Records drawn from a dataset
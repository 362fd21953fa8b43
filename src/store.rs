//! Submission Store - per-submission JSON files plus an aggregate log
//!
//! Layout under the logs directory:
//!
//! - `form_submission_{user_id}_{YYYYMMDD_HHMMSS}.json`: one object per file
//! - `all_submissions.json`: array of every submission, in arrival order
//!
//! Both are pretty-printed UTF-8 with non-ASCII left unescaped. Two
//! submissions from the same user in the same second share a file name and
//! the later one wins. The aggregate log is a plain read-modify-write with
//! no locking, so concurrent appends can lose an entry.

use std::fs;
use std::io::ErrorKind;
use std::path::{Path, PathBuf};

use chrono::{DateTime, Local};
use serde::Serialize;
use serde_json::Value;
use tracing::{debug, error, info, warn};

use crate::error::StoreError;
use crate::types::Submission;

/// File name of the aggregate log inside the logs directory
pub const AGGREGATE_LOG_FILE: &str = "all_submissions.json";

const TIMESTAMP_FORMAT: &str = "%Y%m%d_%H%M%S";

/// Persists form submissions to local disk
#[derive(Debug, Clone)]
pub struct SubmissionStore {
    logs_dir: PathBuf,
}

impl SubmissionStore {
    /// Open a store rooted at `logs_dir`, creating the directory if needed
    pub fn open(logs_dir: impl Into<PathBuf>) -> Result<Self, StoreError> {
        let logs_dir = logs_dir.into();
        fs::create_dir_all(&logs_dir).map_err(|source| StoreError::Io {
            path: logs_dir.clone(),
            source,
        })?;
        Ok(Self { logs_dir })
    }

    pub fn logs_dir(&self) -> &Path {
        &self.logs_dir
    }

    pub fn aggregate_path(&self) -> PathBuf {
        self.logs_dir.join(AGGREGATE_LOG_FILE)
    }

    /// Path of the per-submission file for `user_id` at instant `at`
    pub fn submission_path(&self, user_id: &str, at: &DateTime<Local>) -> PathBuf {
        self.logs_dir.join(format!(
            "form_submission_{}_{}.json",
            user_id,
            at.format(TIMESTAMP_FORMAT)
        ))
    }

    /// Persist a submission stamped with the current local time
    pub fn persist(&self, submission: &Submission) -> Result<PathBuf, StoreError> {
        self.persist_at(submission, Local::now())
    }

    /// Persist a submission stamped with `at`.
    ///
    /// The per-submission write decides the outcome. A failure to update the
    /// aggregate log is logged and otherwise ignored.
    pub fn persist_at(
        &self,
        submission: &Submission,
        at: DateTime<Local>,
    ) -> Result<PathBuf, StoreError> {
        let user_id = submission.user_id();
        validate_user_id(&user_id)?;

        let path = self.submission_path(&user_id, &at);
        write_pretty(&path, submission)?;
        info!(
            "Saved form submission to {} (submitted at {})",
            path.display(),
            submission.submission_time().unwrap_or("-")
        );

        if let Err(e) = self.append_to_aggregate(submission) {
            error!("Error appending to log file: {}", e);
        }

        Ok(path)
    }

    /// Append one submission to the aggregate log.
    ///
    /// An unparseable existing log is treated as empty and replaced. Valid
    /// JSON that is not an array is left untouched and reported as an error.
    pub fn append_to_aggregate(&self, submission: &Submission) -> Result<(), StoreError> {
        let path = self.aggregate_path();

        let existing = match fs::read_to_string(&path) {
            Ok(contents) => serde_json::from_str(&contents).unwrap_or_else(|e| {
                warn!("Aggregate log {} is not valid JSON ({}), starting over", path.display(), e);
                Value::Array(Vec::new())
            }),
            Err(e) if e.kind() == ErrorKind::NotFound => Value::Array(Vec::new()),
            Err(source) => return Err(StoreError::Io { path, source }),
        };

        let mut logs = match existing {
            Value::Array(logs) => logs,
            _ => return Err(StoreError::NotAnArray { path }),
        };

        logs.push(submission.clone().into_value());
        write_pretty(&path, &logs)?;
        debug!("Aggregate log now holds {} submissions", logs.len());
        Ok(())
    }

    /// Read the whole aggregate log.
    ///
    /// A missing file (or directory) yields an empty list; unlike the append
    /// path, corrupt contents are an error.
    pub fn read_all(&self) -> Result<Vec<Value>, StoreError> {
        let path = self.aggregate_path();

        let contents = match fs::read_to_string(&path) {
            Ok(contents) => contents,
            Err(e) if e.kind() == ErrorKind::NotFound => return Ok(Vec::new()),
            Err(source) => return Err(StoreError::Io { path, source }),
        };

        serde_json::from_str(&contents).map_err(|source| StoreError::Corrupt { path, source })
    }
}

/// Reject ids that would place the file outside the logs directory
fn validate_user_id(user_id: &str) -> Result<(), StoreError> {
    if user_id.contains(['/', '\\', '\0']) {
        return Err(StoreError::InvalidUserId(user_id.to_string()));
    }
    Ok(())
}

fn write_pretty<T: Serialize + ?Sized>(path: &Path, value: &T) -> Result<(), StoreError> {
    let contents = serde_json::to_string_pretty(value)?;
    fs::write(path, contents).map_err(|source| StoreError::Io {
        path: path.to_path_buf(),
        source,
    })
}

#[cfg(test)]
mod tests {
    use super::*;
    use chrono::TimeZone;
    use serde_json::json;
    use tempfile::TempDir;

    fn submission(value: Value) -> Submission {
        serde_json::from_value(value).unwrap()
    }

    fn instant() -> DateTime<Local> {
        Local.with_ymd_and_hms(2025, 6, 15, 12, 30, 45).unwrap()
    }

    fn setup() -> (TempDir, SubmissionStore) {
        let temp_dir = TempDir::new().unwrap();
        let store = SubmissionStore::open(temp_dir.path().join("logs")).unwrap();
        (temp_dir, store)
    }

    #[test]
    fn test_persist_writes_file_and_aggregate() {
        let (_temp_dir, store) = setup();
        let sub = submission(json!({"user": {"id": "42"}, "title1": "Concert"}));

        let path = store.persist_at(&sub, instant()).unwrap();
        assert_eq!(path, store.logs_dir().join("form_submission_42_20250615_123045.json"));

        let saved: Value = serde_json::from_str(&fs::read_to_string(&path).unwrap()).unwrap();
        assert_eq!(saved, json!({"user": {"id": "42"}, "title1": "Concert"}));

        let logs = store.read_all().unwrap();
        assert_eq!(logs.last(), Some(&saved));
    }

    #[test]
    fn test_default_logs_dir_filename() {
        let store = SubmissionStore { logs_dir: PathBuf::from("logs") };
        let path = store.submission_path("42", &instant());
        assert_eq!(path.display().to_string(), "logs/form_submission_42_20250615_123045.json");
    }

    #[test]
    fn test_unknown_user() {
        let (_temp_dir, store) = setup();
        let path = store.persist_at(&submission(json!({"title1": "x"})), instant()).unwrap();
        assert!(path.ends_with("form_submission_unknown_20250615_123045.json"));
    }

    #[test]
    fn test_pretty_unescaped_output() {
        let (_temp_dir, store) = setup();
        let sub = submission(json!({"user": {"id": "7"}, "title1": "Концерт"}));
        let path = store.persist_at(&sub, instant()).unwrap();

        let contents = fs::read_to_string(path).unwrap();
        assert!(contents.contains("Концерт"));
        assert!(contents.starts_with("{\n  \"user\""));

        let aggregate = fs::read_to_string(store.aggregate_path()).unwrap();
        assert!(aggregate.starts_with("[\n  {"));
        assert!(aggregate.contains("Концерт"));
    }

    #[test]
    fn test_aggregate_keeps_arrival_order() {
        let (_temp_dir, store) = setup();
        let later = Local.with_ymd_and_hms(2025, 6, 15, 13, 0, 0).unwrap();

        store.persist_at(&submission(json!({"n": 1})), later).unwrap();
        store.persist_at(&submission(json!({"n": 2})), instant()).unwrap();

        let logs = store.read_all().unwrap();
        assert_eq!(logs, vec![json!({"n": 1}), json!({"n": 2})]);
    }

    #[test]
    fn test_same_user_same_second_overwrites() {
        let (_temp_dir, store) = setup();
        let first = submission(json!({"user": {"id": "42"}, "title1": "first"}));
        let second = submission(json!({"user": {"id": "42"}, "title1": "second"}));

        let p1 = store.persist_at(&first, instant()).unwrap();
        let p2 = store.persist_at(&second, instant()).unwrap();
        assert_eq!(p1, p2);

        let files = fs::read_dir(store.logs_dir())
            .unwrap()
            .filter_map(|e| e.ok())
            .filter(|e| e.file_name().to_string_lossy().starts_with("form_submission_"))
            .count();
        assert_eq!(files, 1);

        let saved: Value = serde_json::from_str(&fs::read_to_string(&p2).unwrap()).unwrap();
        assert_eq!(saved["title1"], "second");
        assert_eq!(store.read_all().unwrap().len(), 2);
    }

    #[test]
    fn test_corrupt_aggregate_is_replaced() {
        let (_temp_dir, store) = setup();
        fs::write(store.aggregate_path(), "{not json").unwrap();

        let sub = submission(json!({"user": {"id": "1"}}));
        store.persist_at(&sub, instant()).unwrap();

        assert_eq!(store.read_all().unwrap(), vec![json!({"user": {"id": "1"}})]);
    }

    #[test]
    fn test_non_array_aggregate_is_left_untouched() {
        let (_temp_dir, store) = setup();
        let original = "{\"precious\": \"data\"}";
        fs::write(store.aggregate_path(), original).unwrap();

        let err = store.append_to_aggregate(&submission(json!({"a": 1}))).unwrap_err();
        assert!(matches!(err, StoreError::NotAnArray { .. }));

        let path = store.persist_at(&submission(json!({"user": {"id": "1"}})), instant()).unwrap();
        assert!(path.exists());
        assert_eq!(fs::read_to_string(store.aggregate_path()).unwrap(), original);
    }

    #[test]
    fn test_large_integers_kept_verbatim() {
        let (_temp_dir, store) = setup();
        let sub: Submission =
            serde_json::from_str(r#"{"n": 123456789012345678901234567890, "x": 0.1}"#).unwrap();
        let path = store.persist_at(&sub, instant()).unwrap();

        let contents = fs::read_to_string(path).unwrap();
        assert!(contents.contains("123456789012345678901234567890"));
        assert!(contents.contains("0.1"));
        let aggregate = fs::read_to_string(store.aggregate_path()).unwrap();
        assert!(aggregate.contains("123456789012345678901234567890"));
    }

    #[test]
    fn test_dot_user_ids_stay_in_logs_dir() {
        let (_temp_dir, store) = setup();
        for id in [".", ".."] {
            let path = store
                .persist_at(&submission(json!({"user": {"id": id}})), instant())
                .unwrap();
            assert_eq!(path.parent().unwrap(), store.logs_dir());
            assert!(path.exists());
        }
    }

    #[test]
    fn test_aggregate_failure_does_not_fail_persist() {
        let (_temp_dir, store) = setup();
        fs::create_dir(store.aggregate_path()).unwrap();

        let path = store.persist_at(&submission(json!({"a": 1})), instant()).unwrap();
        assert!(path.exists());
    }

    #[test]
    fn test_submission_write_failure_propagates() {
        let (_temp_dir, store) = setup();
        fs::remove_dir_all(store.logs_dir()).unwrap();

        let err = store.persist_at(&submission(json!({"a": 1})), instant()).unwrap_err();
        assert!(matches!(err, StoreError::Io { .. }));
    }

    #[test]
    fn test_path_escaping_user_id_rejected() {
        let (_temp_dir, store) = setup();
        for id in ["../../etc", "a/b", "a\\b"] {
            let err = store
                .persist_at(&submission(json!({"user": {"id": id}})), instant())
                .unwrap_err();
            assert!(matches!(err, StoreError::InvalidUserId(_)), "accepted {id}");
        }
    }

    #[test]
    fn test_read_all_missing() {
        let (_temp_dir, store) = setup();
        assert!(store.read_all().unwrap().is_empty());

        fs::remove_dir_all(store.logs_dir()).unwrap();
        assert!(store.read_all().unwrap().is_empty());
    }

    #[test]
    fn test_read_all_corrupt_is_error() {
        let (_temp_dir, store) = setup();
        fs::write(store.aggregate_path(), "[{").unwrap();
        assert!(matches!(store.read_all(), Err(StoreError::Corrupt { .. })));
    }
}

## Problem requirements
Above are the records; repeat exactly the lines from the one holding "fn validate_user_id(user_id: &str)" down to the one holding "fn write_pretty<T: Serialize", end lines included.

## Answer to this task
fn validate_user_id(user_id: &str) -> Result<(), StoreError> {
    if user_id.contains(['/', '\\', '\0']) {
        return Err(StoreError::InvalidUserId(user_id.to_string()));
    }
    Ok(())
}

fn write_pretty<T: Serialize + ?Sized>(path: &Path, value: &T) -> Result<(), StoreError> {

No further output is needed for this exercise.